>>>

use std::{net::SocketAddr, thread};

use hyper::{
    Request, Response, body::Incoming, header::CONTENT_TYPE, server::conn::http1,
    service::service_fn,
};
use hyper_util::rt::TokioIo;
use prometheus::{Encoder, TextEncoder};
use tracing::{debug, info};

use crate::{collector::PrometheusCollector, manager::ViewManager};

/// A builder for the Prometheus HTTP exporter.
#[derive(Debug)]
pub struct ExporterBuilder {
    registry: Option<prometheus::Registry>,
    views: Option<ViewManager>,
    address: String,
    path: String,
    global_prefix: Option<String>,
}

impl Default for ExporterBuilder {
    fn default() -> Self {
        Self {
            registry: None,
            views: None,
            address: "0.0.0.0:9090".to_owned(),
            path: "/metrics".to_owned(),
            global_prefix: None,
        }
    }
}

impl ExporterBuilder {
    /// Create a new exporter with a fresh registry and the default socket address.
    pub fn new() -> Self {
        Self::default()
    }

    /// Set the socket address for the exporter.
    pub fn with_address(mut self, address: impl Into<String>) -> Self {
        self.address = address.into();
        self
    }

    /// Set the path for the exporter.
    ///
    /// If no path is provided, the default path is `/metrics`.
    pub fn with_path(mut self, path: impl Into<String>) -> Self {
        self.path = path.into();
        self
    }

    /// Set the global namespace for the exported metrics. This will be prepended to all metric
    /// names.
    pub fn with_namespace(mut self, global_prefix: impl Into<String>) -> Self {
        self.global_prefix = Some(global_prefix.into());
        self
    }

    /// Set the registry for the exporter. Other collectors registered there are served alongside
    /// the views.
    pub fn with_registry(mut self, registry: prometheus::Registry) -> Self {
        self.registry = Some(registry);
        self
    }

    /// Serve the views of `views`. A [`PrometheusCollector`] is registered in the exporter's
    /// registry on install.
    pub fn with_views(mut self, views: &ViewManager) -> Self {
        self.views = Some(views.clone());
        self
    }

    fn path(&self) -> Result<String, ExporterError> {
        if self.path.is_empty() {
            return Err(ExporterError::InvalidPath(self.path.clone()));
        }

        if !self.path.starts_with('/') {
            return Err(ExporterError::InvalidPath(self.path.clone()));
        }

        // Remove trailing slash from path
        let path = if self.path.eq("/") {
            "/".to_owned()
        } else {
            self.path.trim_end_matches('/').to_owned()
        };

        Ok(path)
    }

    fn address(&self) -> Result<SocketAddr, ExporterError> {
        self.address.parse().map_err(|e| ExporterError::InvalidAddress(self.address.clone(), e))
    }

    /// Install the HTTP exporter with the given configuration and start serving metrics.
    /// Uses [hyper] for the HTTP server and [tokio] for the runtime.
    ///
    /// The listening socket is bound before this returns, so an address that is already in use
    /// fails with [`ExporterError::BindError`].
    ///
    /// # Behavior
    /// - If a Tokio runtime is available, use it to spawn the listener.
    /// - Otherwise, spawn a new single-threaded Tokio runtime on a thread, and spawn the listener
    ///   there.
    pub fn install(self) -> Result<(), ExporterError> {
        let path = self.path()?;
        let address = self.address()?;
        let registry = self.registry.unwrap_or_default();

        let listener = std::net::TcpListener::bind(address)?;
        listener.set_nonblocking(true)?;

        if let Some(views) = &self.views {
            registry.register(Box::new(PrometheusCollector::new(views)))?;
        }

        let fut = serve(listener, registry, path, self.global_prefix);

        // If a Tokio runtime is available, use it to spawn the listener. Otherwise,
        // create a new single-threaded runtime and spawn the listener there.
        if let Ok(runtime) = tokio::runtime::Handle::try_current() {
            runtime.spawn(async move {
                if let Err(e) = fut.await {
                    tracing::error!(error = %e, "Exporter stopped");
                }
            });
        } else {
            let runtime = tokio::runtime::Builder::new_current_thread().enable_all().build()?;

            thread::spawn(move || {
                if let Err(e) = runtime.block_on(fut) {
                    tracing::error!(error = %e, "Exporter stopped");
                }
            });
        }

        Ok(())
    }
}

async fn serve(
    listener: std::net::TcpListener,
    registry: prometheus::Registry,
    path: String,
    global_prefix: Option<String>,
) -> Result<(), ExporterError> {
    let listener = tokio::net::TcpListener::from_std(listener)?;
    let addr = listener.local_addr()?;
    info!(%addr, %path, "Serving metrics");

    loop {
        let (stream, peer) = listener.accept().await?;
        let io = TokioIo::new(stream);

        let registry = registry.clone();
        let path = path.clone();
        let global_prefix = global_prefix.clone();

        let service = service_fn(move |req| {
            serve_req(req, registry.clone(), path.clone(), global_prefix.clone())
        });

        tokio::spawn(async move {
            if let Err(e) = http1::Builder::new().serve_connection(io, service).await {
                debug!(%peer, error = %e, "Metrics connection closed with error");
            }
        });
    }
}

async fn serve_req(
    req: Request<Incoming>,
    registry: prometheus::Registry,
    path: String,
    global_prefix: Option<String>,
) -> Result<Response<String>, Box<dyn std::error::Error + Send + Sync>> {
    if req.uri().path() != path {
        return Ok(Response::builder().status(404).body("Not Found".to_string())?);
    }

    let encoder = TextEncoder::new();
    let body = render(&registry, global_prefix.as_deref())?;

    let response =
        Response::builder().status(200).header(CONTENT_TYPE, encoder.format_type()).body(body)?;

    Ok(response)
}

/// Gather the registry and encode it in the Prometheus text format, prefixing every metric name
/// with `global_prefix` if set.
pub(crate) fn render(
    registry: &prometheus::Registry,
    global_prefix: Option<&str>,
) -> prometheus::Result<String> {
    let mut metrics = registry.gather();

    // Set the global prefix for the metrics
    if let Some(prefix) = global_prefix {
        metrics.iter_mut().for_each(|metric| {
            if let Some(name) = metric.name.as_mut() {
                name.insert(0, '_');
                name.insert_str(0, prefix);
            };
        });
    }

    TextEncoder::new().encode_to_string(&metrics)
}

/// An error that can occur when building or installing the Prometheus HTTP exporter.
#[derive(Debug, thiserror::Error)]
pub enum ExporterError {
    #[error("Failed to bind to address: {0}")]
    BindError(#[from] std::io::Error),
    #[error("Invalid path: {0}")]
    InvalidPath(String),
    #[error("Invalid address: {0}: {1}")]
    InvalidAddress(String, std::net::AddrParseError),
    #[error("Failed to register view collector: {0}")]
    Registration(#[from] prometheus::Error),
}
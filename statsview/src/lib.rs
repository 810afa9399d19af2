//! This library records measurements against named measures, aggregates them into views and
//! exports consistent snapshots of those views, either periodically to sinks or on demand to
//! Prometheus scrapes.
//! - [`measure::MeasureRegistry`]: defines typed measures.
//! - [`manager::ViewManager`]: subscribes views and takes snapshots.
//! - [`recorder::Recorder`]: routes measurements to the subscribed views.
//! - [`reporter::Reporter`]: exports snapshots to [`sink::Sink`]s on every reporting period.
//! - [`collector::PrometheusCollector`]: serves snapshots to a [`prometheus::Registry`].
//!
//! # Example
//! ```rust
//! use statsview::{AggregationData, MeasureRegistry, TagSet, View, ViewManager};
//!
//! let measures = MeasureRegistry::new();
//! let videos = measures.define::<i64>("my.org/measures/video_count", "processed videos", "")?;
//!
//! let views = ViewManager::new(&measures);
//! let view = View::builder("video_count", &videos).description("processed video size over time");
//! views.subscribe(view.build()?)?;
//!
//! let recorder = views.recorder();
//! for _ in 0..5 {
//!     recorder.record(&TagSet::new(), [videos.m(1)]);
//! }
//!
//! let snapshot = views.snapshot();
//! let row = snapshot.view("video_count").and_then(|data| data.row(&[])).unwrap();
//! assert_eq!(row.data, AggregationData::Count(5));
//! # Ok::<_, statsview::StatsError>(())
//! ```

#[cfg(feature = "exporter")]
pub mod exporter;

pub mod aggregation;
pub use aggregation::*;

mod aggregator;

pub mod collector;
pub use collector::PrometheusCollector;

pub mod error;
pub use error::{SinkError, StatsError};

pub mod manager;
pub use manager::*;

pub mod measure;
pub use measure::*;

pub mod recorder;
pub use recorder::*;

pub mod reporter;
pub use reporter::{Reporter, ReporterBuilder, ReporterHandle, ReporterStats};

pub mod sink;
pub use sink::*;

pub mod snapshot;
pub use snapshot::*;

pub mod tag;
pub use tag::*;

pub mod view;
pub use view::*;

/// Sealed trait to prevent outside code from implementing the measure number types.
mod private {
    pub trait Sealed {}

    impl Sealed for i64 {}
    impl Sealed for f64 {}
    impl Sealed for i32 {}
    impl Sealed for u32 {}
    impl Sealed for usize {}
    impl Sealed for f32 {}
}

<<<

◆ What you have to do: With "there" as the search word, count the matching lines in the records and give the number alone.

◆ Reply to the exercise: 3